> _What you need to do_
For the records that follow, work out how many lines include "transitions" and give only that count.

> _Records supplied_
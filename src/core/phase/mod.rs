use rand::rngs::StdRng;
use rand::{Rng, SeedableRng};
use serde::{Deserialize, Serialize};
use std::fmt::{Display, Formatter};
use std::sync::atomic::{AtomicU8, Ordering};
use std::time::Duration;

use crate::core::config::LightConfig;
use crate::core::error::LightError;

/// Signal shown by the traffic light
#[derive(Clone, Copy, Debug, Default, PartialEq, Eq, Hash, Serialize, Deserialize)]
#[serde(rename_all = "lowercase")]
pub enum Phase {
    #[default]
    Red,
    Green,
}

impl Phase {
    /// The phase that follows this one
    pub fn toggled(self) -> Phase {
        match self {
            Phase::Red => Phase::Green,
            Phase::Green => Phase::Red,
        }
    }

    pub fn is_green(self) -> bool {
        self == Phase::Green
    }

    fn to_bits(self) -> u8 {
        match self {
            Phase::Red => 0,
            Phase::Green => 1,
        }
    }

    fn from_bits(bits: u8) -> Phase {
        if bits == 0 { Phase::Red } else { Phase::Green }
    }
}

impl Display for Phase {
    fn fmt(&self, f: &mut Formatter<'_>) -> std::fmt::Result {
        match self {
            Phase::Red => f.write_str("red"),
            Phase::Green => f.write_str("green"),
        }
    }
}

/// Phase cell written by the cycle thread and read from anywhere
#[derive(Debug)]
pub struct AtomicPhase(AtomicU8);

impl AtomicPhase {
    pub fn new(phase: Phase) -> Self {
        Self(AtomicU8::new(phase.to_bits()))
    }

    pub fn load(&self) -> Phase {
        Phase::from_bits(self.0.load(Ordering::Acquire))
    }

    pub fn store(&self, phase: Phase) {
        self.0.store(phase.to_bits(), Ordering::Release);
    }
}

impl Default for AtomicPhase {
    fn default() -> Self {
        Self::new(Phase::default())
    }
}

/// Draws phase durations uniformly from whole seconds in `[min, max]`
#[derive(Debug, Clone)]
pub struct IntervalSampler {
    rng: StdRng,
    min_secs: u64,
    max_secs: u64,
}

impl IntervalSampler {
    /// Sampler for the bounds and seed of `config`, rejecting invalid bounds
    pub fn from_config(config: &LightConfig) -> Result<Self, LightError> {
        config.validate()?;
        Ok(config.sampler())
    }

    pub(crate) fn new(min_secs: u64, max_secs: u64, seed: Option<u64>) -> Self {
        assert!(min_secs <= max_secs, "interval lower bound must not exceed upper bound");
        let rng = match seed {
            Some(seed) => StdRng::seed_from_u64(seed),
            None => StdRng::from_entropy(),
        };
        Self { rng, min_secs, max_secs }
    }

    pub fn sample(&mut self) -> Duration {
        Duration::from_secs(self.rng.gen_range(self.min_secs..=self.max_secs))
    }
}

/// Pure phase state machine, driven by clock readings.
///
/// Times are offsets on a monotonic clock. A transition fires once
/// `now - last_transition >= interval`; the interval is resampled after
/// every transition.
#[derive(Debug, Clone)]
pub struct PhaseCycle {
    phase: Phase,
    last_transition: Duration,
    interval: Duration,
    transitions: u64,
}

impl PhaseCycle {
    /// Start in red at `start`, with the first phase lasting `interval`
    pub fn new(start: Duration, interval: Duration) -> Self {
        Self {
            phase: Phase::Red,
            last_transition: start,
            interval,
            transitions: 0,
        }
    }

    pub fn phase(&self) -> Phase {
        self.phase
    }

    pub fn interval(&self) -> Duration {
        self.interval
    }

    pub fn transitions(&self) -> u64 {
        self.transitions
    }

    /// Clock reading at which the next transition is due
    pub fn deadline(&self) -> Duration {
        self.last_transition.saturating_add(self.interval)
    }

    pub fn elapsed(&self, now: Duration) -> Duration {
        now.saturating_sub(self.last_transition)
    }

    /// Flip the phase if the current interval has elapsed.
    ///
    /// Returns the new phase when a transition fired. `next_interval` is
    /// only consulted after a transition.
    pub fn poll(&mut self, now: Duration, next_interval: impl FnOnce() -> Duration) -> Option<Phase> {
        if self.elapsed(now) < self.interval {
            return None;
        }
        let before = self.phase;
        self.phase = before.toggled();
        self.last_transition = now;
        self.interval = next_interval();
        self.transitions += 1;
        // --post operation assertion: phases strictly alternate
        debug_assert_ne!(before, self.phase, "Phase must change on every transition");
        Some(self.phase)
    }
}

> _Solution_
5